Stored data entries:
----------------------------------------

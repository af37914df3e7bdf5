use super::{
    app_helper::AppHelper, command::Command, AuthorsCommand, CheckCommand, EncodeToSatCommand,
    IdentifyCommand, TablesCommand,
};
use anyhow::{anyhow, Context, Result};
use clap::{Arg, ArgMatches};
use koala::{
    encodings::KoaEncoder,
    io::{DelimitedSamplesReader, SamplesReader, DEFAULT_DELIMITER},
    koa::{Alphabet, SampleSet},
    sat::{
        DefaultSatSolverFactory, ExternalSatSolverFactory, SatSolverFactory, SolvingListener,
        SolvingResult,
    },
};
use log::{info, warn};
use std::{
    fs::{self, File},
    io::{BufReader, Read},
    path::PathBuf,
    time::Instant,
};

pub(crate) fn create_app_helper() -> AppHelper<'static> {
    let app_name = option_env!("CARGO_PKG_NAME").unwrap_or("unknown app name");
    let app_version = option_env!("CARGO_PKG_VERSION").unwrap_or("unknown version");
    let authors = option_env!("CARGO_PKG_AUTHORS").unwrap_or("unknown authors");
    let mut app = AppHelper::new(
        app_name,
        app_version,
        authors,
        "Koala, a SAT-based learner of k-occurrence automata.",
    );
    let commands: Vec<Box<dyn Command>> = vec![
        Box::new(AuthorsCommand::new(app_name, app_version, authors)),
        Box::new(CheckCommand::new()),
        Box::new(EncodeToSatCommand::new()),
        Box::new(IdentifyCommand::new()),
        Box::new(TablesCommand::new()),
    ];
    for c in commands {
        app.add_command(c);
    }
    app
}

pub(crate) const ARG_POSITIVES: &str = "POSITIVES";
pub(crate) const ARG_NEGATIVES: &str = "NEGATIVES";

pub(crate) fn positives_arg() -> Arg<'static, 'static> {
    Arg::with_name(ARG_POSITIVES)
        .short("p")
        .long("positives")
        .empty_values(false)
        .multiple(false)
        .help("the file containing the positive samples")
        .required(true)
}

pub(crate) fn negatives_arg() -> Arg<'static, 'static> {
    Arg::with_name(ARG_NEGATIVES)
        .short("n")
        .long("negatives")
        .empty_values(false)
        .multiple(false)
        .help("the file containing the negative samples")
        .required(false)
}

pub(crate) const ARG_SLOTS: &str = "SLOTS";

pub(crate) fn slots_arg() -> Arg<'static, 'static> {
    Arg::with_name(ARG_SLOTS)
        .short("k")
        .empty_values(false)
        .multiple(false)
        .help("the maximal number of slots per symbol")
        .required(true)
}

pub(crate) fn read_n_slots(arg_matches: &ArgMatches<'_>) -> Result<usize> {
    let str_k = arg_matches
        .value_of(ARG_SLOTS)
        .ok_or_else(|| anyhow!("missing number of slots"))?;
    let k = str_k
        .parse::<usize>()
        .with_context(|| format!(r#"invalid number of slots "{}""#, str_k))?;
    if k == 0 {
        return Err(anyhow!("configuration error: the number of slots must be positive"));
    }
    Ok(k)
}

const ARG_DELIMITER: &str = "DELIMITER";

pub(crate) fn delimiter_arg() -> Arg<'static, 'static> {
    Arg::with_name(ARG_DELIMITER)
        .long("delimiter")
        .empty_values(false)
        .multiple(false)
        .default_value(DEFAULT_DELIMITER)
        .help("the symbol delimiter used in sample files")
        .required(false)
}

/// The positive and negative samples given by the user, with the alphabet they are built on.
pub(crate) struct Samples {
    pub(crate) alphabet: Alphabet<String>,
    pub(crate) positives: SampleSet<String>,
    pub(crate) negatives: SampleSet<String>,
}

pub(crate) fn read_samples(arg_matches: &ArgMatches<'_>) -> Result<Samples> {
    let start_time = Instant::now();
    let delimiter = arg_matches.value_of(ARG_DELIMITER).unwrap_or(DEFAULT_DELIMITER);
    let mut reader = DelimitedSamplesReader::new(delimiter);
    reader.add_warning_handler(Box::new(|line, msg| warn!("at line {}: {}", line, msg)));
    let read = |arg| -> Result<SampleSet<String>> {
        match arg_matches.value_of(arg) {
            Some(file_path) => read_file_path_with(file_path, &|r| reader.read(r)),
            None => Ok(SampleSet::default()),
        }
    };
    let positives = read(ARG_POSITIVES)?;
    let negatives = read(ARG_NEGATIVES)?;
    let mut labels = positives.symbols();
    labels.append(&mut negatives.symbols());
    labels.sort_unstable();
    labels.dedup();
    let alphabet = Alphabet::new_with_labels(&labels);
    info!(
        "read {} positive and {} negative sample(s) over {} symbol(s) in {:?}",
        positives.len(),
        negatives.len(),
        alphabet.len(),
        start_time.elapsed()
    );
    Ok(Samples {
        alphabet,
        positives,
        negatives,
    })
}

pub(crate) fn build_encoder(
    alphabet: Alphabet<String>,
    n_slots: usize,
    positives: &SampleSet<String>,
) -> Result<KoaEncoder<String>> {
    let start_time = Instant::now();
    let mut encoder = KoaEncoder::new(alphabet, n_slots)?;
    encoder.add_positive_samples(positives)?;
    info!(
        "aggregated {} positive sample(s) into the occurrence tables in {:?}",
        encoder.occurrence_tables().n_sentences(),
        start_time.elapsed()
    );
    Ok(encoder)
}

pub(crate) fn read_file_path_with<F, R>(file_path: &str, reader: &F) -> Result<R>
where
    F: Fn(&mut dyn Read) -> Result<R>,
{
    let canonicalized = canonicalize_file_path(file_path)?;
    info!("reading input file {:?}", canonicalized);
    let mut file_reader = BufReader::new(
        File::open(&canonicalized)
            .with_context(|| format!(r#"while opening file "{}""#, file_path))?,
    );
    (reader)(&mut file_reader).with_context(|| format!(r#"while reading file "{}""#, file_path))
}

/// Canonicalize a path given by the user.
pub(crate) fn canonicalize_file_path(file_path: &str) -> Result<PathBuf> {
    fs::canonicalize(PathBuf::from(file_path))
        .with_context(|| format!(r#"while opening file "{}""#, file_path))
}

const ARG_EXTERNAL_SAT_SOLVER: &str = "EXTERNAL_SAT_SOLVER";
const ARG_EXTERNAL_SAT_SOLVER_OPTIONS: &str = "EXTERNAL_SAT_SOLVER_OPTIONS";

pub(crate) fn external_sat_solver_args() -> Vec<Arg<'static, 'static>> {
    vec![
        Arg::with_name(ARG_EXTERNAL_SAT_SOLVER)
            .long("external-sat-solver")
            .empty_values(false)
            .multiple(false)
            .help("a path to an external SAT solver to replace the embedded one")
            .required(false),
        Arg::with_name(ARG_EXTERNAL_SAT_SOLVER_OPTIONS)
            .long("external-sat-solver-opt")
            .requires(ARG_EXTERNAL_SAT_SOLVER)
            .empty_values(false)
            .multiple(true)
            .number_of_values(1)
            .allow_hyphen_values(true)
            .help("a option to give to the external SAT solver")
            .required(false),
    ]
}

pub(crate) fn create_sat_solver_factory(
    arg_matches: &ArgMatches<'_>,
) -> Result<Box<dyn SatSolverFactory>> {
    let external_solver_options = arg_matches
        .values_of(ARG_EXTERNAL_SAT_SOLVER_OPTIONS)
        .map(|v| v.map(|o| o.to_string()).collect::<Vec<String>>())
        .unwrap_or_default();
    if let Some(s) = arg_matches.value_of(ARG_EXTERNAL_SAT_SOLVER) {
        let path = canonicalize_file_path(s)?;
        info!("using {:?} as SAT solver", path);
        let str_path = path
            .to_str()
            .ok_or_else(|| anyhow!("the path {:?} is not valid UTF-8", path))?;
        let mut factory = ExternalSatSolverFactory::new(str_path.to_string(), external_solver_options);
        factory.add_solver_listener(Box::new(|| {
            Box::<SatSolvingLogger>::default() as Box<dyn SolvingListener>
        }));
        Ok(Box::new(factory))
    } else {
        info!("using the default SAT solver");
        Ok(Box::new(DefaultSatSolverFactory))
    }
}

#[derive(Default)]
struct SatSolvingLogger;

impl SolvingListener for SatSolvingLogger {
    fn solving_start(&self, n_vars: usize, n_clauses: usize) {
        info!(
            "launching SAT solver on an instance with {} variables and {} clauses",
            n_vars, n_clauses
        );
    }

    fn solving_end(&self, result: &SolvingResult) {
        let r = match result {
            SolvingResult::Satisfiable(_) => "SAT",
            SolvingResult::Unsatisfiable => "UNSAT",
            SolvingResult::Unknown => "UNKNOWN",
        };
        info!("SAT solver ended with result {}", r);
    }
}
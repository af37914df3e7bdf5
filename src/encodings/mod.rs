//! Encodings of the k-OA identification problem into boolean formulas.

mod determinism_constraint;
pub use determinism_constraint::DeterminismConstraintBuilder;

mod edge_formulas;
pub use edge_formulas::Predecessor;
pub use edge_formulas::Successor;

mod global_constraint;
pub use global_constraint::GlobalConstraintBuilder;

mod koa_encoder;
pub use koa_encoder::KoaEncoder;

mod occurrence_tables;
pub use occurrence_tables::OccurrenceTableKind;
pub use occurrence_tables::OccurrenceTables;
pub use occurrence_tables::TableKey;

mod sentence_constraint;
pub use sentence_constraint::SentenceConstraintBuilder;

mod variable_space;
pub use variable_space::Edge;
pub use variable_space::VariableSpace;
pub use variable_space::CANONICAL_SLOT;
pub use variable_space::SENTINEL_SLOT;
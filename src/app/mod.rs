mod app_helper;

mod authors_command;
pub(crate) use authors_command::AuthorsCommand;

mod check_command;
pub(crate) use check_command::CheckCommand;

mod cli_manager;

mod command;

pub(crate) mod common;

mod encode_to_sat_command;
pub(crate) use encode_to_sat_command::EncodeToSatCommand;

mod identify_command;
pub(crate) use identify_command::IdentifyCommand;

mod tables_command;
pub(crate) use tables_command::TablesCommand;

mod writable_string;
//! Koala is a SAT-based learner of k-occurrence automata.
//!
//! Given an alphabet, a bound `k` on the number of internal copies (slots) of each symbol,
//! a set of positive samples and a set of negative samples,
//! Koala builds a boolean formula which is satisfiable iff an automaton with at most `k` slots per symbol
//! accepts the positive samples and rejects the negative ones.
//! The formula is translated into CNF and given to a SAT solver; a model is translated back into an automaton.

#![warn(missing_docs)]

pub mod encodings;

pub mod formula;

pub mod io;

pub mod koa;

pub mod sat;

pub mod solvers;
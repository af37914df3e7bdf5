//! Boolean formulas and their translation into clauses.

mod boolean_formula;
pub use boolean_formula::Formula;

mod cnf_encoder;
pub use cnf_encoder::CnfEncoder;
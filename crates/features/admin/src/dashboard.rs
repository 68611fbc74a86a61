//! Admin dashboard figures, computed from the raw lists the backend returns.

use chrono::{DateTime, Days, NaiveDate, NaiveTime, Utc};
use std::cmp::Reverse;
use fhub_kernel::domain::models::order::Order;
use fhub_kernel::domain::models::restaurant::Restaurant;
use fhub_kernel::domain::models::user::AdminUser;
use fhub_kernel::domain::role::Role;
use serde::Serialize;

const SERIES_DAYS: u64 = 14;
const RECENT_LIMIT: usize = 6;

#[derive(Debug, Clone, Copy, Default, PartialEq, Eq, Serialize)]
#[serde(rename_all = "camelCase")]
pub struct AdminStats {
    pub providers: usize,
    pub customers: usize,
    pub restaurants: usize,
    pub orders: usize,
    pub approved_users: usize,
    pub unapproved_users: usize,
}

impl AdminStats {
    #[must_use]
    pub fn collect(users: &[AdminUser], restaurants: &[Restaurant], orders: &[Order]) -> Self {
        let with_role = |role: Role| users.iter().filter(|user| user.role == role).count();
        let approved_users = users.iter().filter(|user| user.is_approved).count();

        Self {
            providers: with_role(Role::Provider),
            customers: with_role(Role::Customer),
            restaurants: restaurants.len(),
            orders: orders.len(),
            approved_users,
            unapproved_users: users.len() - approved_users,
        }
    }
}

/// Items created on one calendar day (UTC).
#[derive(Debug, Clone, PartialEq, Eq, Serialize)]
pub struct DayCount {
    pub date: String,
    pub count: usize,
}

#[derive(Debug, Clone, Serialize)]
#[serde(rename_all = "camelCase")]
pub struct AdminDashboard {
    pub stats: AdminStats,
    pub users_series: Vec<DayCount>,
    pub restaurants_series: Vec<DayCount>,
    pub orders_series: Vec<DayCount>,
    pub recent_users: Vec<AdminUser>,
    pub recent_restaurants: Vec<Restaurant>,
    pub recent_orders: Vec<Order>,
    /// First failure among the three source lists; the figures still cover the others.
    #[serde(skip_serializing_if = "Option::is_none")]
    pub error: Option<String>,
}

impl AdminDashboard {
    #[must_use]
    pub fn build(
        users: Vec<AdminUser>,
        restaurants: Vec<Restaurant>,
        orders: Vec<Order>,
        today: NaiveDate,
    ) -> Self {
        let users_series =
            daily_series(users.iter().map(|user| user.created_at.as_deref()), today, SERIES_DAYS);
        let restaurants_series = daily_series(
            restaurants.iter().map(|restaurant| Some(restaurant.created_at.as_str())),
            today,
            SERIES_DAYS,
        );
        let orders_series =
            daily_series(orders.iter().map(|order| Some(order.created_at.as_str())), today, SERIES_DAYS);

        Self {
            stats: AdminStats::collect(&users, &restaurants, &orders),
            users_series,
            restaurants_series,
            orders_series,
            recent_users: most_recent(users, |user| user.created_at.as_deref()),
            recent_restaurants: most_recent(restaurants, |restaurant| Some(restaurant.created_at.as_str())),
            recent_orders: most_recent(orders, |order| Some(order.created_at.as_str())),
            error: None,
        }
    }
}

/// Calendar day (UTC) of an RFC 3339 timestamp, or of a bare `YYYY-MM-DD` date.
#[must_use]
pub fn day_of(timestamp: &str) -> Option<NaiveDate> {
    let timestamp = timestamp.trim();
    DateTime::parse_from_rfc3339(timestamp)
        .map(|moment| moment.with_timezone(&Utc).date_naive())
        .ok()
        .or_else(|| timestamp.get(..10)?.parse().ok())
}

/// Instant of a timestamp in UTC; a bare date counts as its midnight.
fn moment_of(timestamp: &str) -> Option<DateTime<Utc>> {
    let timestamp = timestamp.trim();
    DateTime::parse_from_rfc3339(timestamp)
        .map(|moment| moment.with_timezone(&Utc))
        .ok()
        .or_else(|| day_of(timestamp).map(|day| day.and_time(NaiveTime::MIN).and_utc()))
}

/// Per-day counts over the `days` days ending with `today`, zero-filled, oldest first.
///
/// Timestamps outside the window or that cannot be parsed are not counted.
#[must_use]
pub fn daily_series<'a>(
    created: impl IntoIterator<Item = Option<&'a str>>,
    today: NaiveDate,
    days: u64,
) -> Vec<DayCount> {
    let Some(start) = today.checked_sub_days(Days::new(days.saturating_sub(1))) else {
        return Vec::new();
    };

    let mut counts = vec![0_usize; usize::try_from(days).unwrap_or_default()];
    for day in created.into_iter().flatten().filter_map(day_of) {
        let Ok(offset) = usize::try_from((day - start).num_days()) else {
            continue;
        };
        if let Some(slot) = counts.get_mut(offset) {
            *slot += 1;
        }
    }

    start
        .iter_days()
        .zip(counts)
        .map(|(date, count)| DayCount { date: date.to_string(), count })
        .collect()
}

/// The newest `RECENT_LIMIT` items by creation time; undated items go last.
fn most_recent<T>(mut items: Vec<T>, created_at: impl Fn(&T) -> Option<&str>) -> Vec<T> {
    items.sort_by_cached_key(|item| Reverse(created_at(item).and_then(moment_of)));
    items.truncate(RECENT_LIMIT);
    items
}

----------------------------------------

Work required:
Each line from the top of the entries above through the line containing "containing the negative" must be transcribed exactly, and no other line may appear.

Output for this task:
repository af37914df3e7bdf5
use super::{
    app_helper::AppHelper, command::Command, AuthorsCommand, CheckCommand, EncodeToSatCommand,
    IdentifyCommand, TablesCommand,
};
use anyhow::{anyhow, Context, Result};
use clap::{Arg, ArgMatches};
use koala::{
    encodings::KoaEncoder,
    io::{DelimitedSamplesReader, SamplesReader, DEFAULT_DELIMITER},
    koa::{Alphabet, SampleSet},
    sat::{
        DefaultSatSolverFactory, ExternalSatSolverFactory, SatSolverFactory, SolvingListener,
        SolvingResult,
    },
};
use log::{info, warn};
use std::{
    fs::{self, File},
    io::{BufReader, Read},
    path::PathBuf,
    time::Instant,
};

pub(crate) fn create_app_helper() -> AppHelper<'static> {
    let app_name = option_env!("CARGO_PKG_NAME").unwrap_or("unknown app name");
    let app_version = option_env!("CARGO_PKG_VERSION").unwrap_or("unknown version");
    let authors = option_env!("CARGO_PKG_AUTHORS").unwrap_or("unknown authors");
    let mut app = AppHelper::new(
        app_name,
        app_version,
        authors,
        "Koala, a SAT-based learner of k-occurrence automata.",
    );
    let commands: Vec<Box<dyn Command>> = vec![
        Box::new(AuthorsCommand::new(app_name, app_version, authors)),
        Box::new(CheckCommand::new()),
        Box::new(EncodeToSatCommand::new()),
        Box::new(IdentifyCommand::new()),
        Box::new(TablesCommand::new()),
    ];
    for c in commands {
        app.add_command(c);
    }
    app
}

pub(crate) const ARG_POSITIVES: &str = "POSITIVES";
pub(crate) const ARG_NEGATIVES: &str = "NEGATIVES";

pub(crate) fn positives_arg() -> Arg<'static, 'static> {
    Arg::with_name(ARG_POSITIVES)
        .short("p")
        .long("positives")
        .empty_values(false)
        .multiple(false)
        .help("the file containing the positive samples")
        .required(true)
}

pub(crate) fn negatives_arg() -> Arg<'static, 'static> {
    Arg::with_name(ARG_NEGATIVES)
        .short("n")
        .long("negatives")
        .empty_values(false)
        .multiple(false)
        .help("the file containing the negative samples")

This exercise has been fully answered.